**WHAT THE TASK ASKS**: Determine how many lines in the records include "Level". Write the number and nothing more.

**DATA SECTION**:
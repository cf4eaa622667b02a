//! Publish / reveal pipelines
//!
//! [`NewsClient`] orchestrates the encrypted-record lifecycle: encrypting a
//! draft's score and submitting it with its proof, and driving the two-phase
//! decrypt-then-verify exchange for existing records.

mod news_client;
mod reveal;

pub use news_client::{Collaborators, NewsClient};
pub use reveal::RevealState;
* * *
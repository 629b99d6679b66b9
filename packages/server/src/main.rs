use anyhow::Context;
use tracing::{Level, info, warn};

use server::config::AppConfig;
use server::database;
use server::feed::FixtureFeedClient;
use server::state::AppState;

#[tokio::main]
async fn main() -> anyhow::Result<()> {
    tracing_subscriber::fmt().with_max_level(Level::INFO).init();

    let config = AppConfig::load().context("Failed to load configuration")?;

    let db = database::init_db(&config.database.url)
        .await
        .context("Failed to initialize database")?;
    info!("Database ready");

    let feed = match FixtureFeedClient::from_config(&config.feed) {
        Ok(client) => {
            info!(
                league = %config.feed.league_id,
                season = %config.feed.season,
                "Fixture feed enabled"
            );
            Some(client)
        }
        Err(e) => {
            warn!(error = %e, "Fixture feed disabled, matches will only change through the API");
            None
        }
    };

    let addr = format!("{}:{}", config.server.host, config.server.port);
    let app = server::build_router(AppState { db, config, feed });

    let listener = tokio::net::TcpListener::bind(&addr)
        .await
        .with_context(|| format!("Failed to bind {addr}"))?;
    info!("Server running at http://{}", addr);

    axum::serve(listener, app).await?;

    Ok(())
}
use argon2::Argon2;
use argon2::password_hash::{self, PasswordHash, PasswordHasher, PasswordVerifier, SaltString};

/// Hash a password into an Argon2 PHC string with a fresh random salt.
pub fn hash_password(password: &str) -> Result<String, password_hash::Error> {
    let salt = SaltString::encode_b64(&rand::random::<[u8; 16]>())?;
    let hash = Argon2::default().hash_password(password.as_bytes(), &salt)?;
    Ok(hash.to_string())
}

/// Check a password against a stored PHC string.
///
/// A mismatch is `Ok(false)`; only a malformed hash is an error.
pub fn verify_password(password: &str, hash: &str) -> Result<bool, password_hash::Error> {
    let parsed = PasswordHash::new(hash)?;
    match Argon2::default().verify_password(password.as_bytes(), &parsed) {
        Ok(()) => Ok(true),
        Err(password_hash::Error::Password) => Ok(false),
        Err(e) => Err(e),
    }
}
---
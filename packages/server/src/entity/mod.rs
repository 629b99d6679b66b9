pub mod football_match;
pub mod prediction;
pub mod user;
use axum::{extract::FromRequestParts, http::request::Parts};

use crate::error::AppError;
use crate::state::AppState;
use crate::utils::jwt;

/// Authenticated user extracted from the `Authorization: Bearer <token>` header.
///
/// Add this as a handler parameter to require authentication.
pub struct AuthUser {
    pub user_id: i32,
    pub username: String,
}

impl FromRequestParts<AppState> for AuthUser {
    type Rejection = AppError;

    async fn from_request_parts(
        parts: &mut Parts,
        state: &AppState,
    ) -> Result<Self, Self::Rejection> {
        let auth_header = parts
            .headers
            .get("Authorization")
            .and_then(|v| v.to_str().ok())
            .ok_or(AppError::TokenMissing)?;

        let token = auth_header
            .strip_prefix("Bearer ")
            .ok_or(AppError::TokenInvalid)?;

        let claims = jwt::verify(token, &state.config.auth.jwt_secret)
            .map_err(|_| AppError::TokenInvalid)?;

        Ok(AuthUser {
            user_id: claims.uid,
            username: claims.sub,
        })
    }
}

**ANSWER AREA**: 2